Definition T: Suppose $(X,\mathscr{B},\mu)$ is a measure space (not necessarily finite). A sequence $f_n:X \rightarrow \mathbb{C}$ of absolutely Integrable functions is said to be uniformly Integrable if the following three statements hold

  1. (Uniform bounded on $L^1$) One has $\sup_n\|f_n\|_{L^1(\mu)}=\sup_n\int_{X}|f_n|d\mu <+\infty$.
  2. (No escape to vertical infinity) One has $\sup_n\int_{|f_n|\ge M}|f_n|d\mu\xrightarrow{M\rightarrow\infty} 0$.
  3. (No escape to width infinity) One has $\sup_n\int_{|f_n|\le\delta}|f_n|d\mu\xrightarrow{\delta\rightarrow0} 0$.

This is in contrast to the common used definition of uniform integrability by Hunt (Hunt, G.A., Martingales et Precessus de Markov, Paris: Dunod, 1966 pp. 254) which I state as follows:

Definition H: A family $\mathcal{F}\subset L_1$ is uniformly integrable iff $$\begin{align} \inf_{g\in L^+_1}\sup_{f\in\mathcal{F}}\int_{\{|f|>g\}}|f|\,d\mu=0 \tag{1}\label{one} \end{align}$$

Definition H is widely used on Probability theory and in functional analysis, for example, it provides an extension of Pettis-Dunford's theorem for $\sigma$-finite spaces.
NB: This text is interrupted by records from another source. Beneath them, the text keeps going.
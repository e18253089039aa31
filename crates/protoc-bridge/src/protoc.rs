/// Building and running a protoc command line

use std::collections::BTreeSet;
use std::ffi::OsString;
use std::path::{Path, PathBuf};
use std::process::Command;

use crate::error::{BuildError, Result};

/// Executable used when none is configured; resolved through `PATH`
pub const DEFAULT_EXECUTABLE: &str = "protoc";

/// Output language used when none is configured
pub const DEFAULT_LANGUAGE: &str = "java";

/// Builder for a [`CompileRequest`]
#[derive(Debug, Clone)]
pub struct ProtocBuilder {
    executable: String,
    output_directory: PathBuf,
    language: String,
    protopath: Vec<PathBuf>,
    proto_files: BTreeSet<PathBuf>,
}

impl ProtocBuilder {
    pub fn new(executable: impl Into<String>, output_directory: impl Into<PathBuf>) -> Self {
        Self {
            executable: executable.into(),
            output_directory: output_directory.into(),
            language: DEFAULT_LANGUAGE.to_string(),
            protopath: Vec::new(),
            proto_files: BTreeSet::new(),
        }
    }

    /// Select the generator, i.e. the `--<language>_out` flag
    pub fn language(mut self, language: impl Into<String>) -> Self {
        self.language = language.into();
        self
    }

    /// Append a search path element. Elements keep insertion order and a
    /// repeated element keeps its first position.
    pub fn add_protopath_element(mut self, element: impl Into<PathBuf>) -> Self {
        let element = element.into();
        if !self.protopath.contains(&element) {
            self.protopath.push(element);
        }
        self
    }

    pub fn add_protopath_elements<I>(self, elements: I) -> Self
    where
        I: IntoIterator,
        I::Item: Into<PathBuf>,
    {
        elements
            .into_iter()
            .fold(self, |builder, element| builder.add_protopath_element(element))
    }

    pub fn add_proto_file(mut self, file: impl Into<PathBuf>) -> Self {
        self.proto_files.insert(file.into());
        self
    }

    pub fn add_proto_files<I>(self, files: I) -> Self
    where
        I: IntoIterator,
        I::Item: Into<PathBuf>,
    {
        files
            .into_iter()
            .fold(self, |builder, file| builder.add_proto_file(file))
    }

    /// Validate the request and create the output directory.
    pub fn build(self) -> Result<CompileRequest> {
        if self.executable.trim().is_empty() {
            return Err(BuildError::configuration("protoc executable is empty"));
        }
        if self.language.trim().is_empty() {
            return Err(BuildError::configuration("output language is empty"));
        }
        if self.proto_files.is_empty() {
            return Err(BuildError::invalid_input(
                &self.output_directory,
                "no proto files to compile",
            ));
        }
        std::fs::create_dir_all(&self.output_directory).map_err(|e| {
            BuildError::invalid_input(
                &self.output_directory,
                format!("output directory could not be created: {}", e),
            )
        })?;

        Ok(CompileRequest {
            executable: self.executable,
            output_directory: self.output_directory,
            language: self.language,
            protopath: self.protopath,
            proto_files: self.proto_files,
        })
    }
}

/// A validated protoc invocation
#[derive(Debug, Clone)]
pub struct CompileRequest {
    executable: String,
    output_directory: PathBuf,
    language: String,
    protopath: Vec<PathBuf>,
    proto_files: BTreeSet<PathBuf>,
}

impl CompileRequest {
    pub fn executable(&self) -> &str {
        &self.executable
    }

    pub fn output_directory(&self) -> &Path {
        &self.output_directory
    }

    pub fn protopath(&self) -> &[PathBuf] {
        &self.protopath
    }

    pub fn proto_files(&self) -> &BTreeSet<PathBuf> {
        &self.proto_files
    }

    /// The argument vector passed to protoc: one `--proto_path` per element
    /// in order, the output flag, then every proto file.
    pub fn arguments(&self) -> Vec<OsString> {
        let mut args = Vec::with_capacity(self.protopath.len() + self.proto_files.len() + 1);
        for element in &self.protopath {
            let mut arg = OsString::from("--proto_path=");
            arg.push(element);
            args.push(arg);
        }
        let mut out = OsString::from(format!("--{}_out=", self.language));
        out.push(&self.output_directory);
        args.push(out);
        args.extend(self.proto_files.iter().map(|f| f.clone().into_os_string()));
        args
    }

    /// Human readable command line, for logging
    pub fn command_line(&self) -> String {
        std::iter::once(self.executable.clone())
            .chain(self.arguments().iter().map(|a| a.to_string_lossy().into_owned()))
            .collect::<Vec<_>>()
            .join(" ")
    }

    /// Run protoc and wait for it to exit.
    ///
    /// A non-zero exit is reported in the result, not as an error. Only a
    /// failure to launch the process is an error here.
    pub fn run(&self) -> Result<CompileResult> {
        tracing::debug!("Running {}", self.command_line());
        let output = Command::new(&self.executable)
            .args(self.arguments())
            .output()
            .map_err(|source| BuildError::Spawn {
                executable: self.executable.clone(),
                source,
            })?;

        Ok(CompileResult {
            exit_code: output.status.code(),
            stdout: String::from_utf8_lossy(&output.stdout).into_owned(),
            stderr: String::from_utf8_lossy(&output.stderr).into_owned(),
        })
    }
}

/// Exit status and captured output of one protoc run
#[derive(Debug, Clone, PartialEq, Eq)]
pub struct CompileResult {
    /// `None` when the process was terminated by a signal
    pub exit_code: Option<i32>,
    pub stdout: String,
    pub stderr: String,
}

impl CompileResult {
    pub fn success(&self) -> bool {
        self.exit_code == Some(0)
    }

    /// Convert a failed run into a [`BuildError::Compilation`]
    pub fn into_result(self) -> Result<CompileResult> {
        if self.success() {
            Ok(self)
        } else {
            Err(BuildError::Compilation {
                exit_code: self.exit_code,
                stdout: self.stdout,
                stderr: self.stderr,
            })
        }
    }
}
There are several known equivalences to Hunt's definition, some of which I will state below.

Observation: For a finite measure space, condition (3) Definition T is rather superfluous and, as it can be easily seen, Definitions H and T are equivalent in this setting.


Problem(s):

  • (a): Are Definitions H and T equivalent for general measure spaces (or at least for infinite $\sigma$-finite measures, or only for countable families $\mathcal{F}\subset L_1$)?
  • (b): If not, are there any applications (problems) where Definition H does a job that Definition T can't deliver (and vice versa).

I spent some considerable amount trying to work through (a). I was unsuccessful to show either of the following statements:

Prop 1: Definition H implies Definition T.
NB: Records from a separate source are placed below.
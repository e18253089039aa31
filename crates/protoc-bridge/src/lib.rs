/// protoc bridge
///
/// Finds .proto sources, stages the protos shipped inside dependency
/// archives, and runs protoc over them with a matching search path.

pub mod cleanup;
pub mod config;
pub mod driver;
pub mod error;
pub mod extract;
pub mod locate;
pub mod paths;
pub mod protoc;

pub use config::{BuildConfig, Scope};
pub use driver::{DependencyResolver, Orchestrator, Outcome, OutputRegistrar, SkipReason, Stage, StaticDependencies};
pub use error::{BuildError, ErrorKind, Result};
pub use extract::ArchiveExtractor;
pub use locate::{SchemaFileLocator, DEFAULT_INCLUDES, PROTO_FILE_SUFFIX};
pub use paths::{truncate_path, PathSanitizer};
pub use protoc::{CompileRequest, CompileResult, ProtocBuilder};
Definition H does imply condition (1) and (2) in general measure spaces. Whether (3) also holds, escapes me.

Prop 2: Definition T implies Definition H.

Did not go far at all.

If all this is well known, a reference would be appreciated.


Here are some well known equivalencies of Definition H.

Notation: Suppose $(X,\mathscr{B},\mu)$ is a measure space.

  • When the the ambient space is clear from the context, we use $L_1$ as a shorthand for $L_1(X,\mathscr{B},\mu)$, and $\|f\|_1:=\int|f|\,d\mu$ (the $L_1$-norm). We also use the notation $L^+_1=\{f\in L_1: f\geq0\}$.
  • Given $g,h\in L_1$ with $g\leq h$ $\mu$-a.s., we denote $$[g,h]=\{f\in L_1: g\leq f\leq h\}$$
  • For any $\mathcal{A}\subset L_1$ and $f\in L_1$, $$d(f,\mathcal{A}):=\inf\{\|f-\phi\|_1: \phi\in\mathcal{A}\}$$

The following is from K. Bichteler, Integration: A functional approach, Birkhäuser Verlag, 1998. p.p. 57.

Definition B: A family $\mathcal{F}\subset L_1$ is uniformly integrable if for any $\varepsilon>0$, there are $g,h\in L_1$ with $g\leq h$ such that \begin{align}\sup_{f\in\mathcal{F}}d(f,[g,h])<\varepsilon\tag{2}\label{2} \end{align}

Comments: For any $x\in\mathbb{R}$ and $a<b$, define $x^b_a:=(a\vee x)\wedge b$. It is easy to check that if $c\leq a\leq b\leq d$, then $$|x-x^d_c|\leq |x-x^b_a|$$ Thus, Definition B may be rewritten as:

Definition B': $\mathcal{F}\subset L_1$ is uniformly integrable iff $$\inf_{g\in L^+_1}\sup_{f\in \mathcal{F}}d(f,[-g,g])=0$$

Comments: Definition B means that a family $\mathcal{F}\subset L_1$ is uniformly integrable if their elements are close to being dominated by an integrable function.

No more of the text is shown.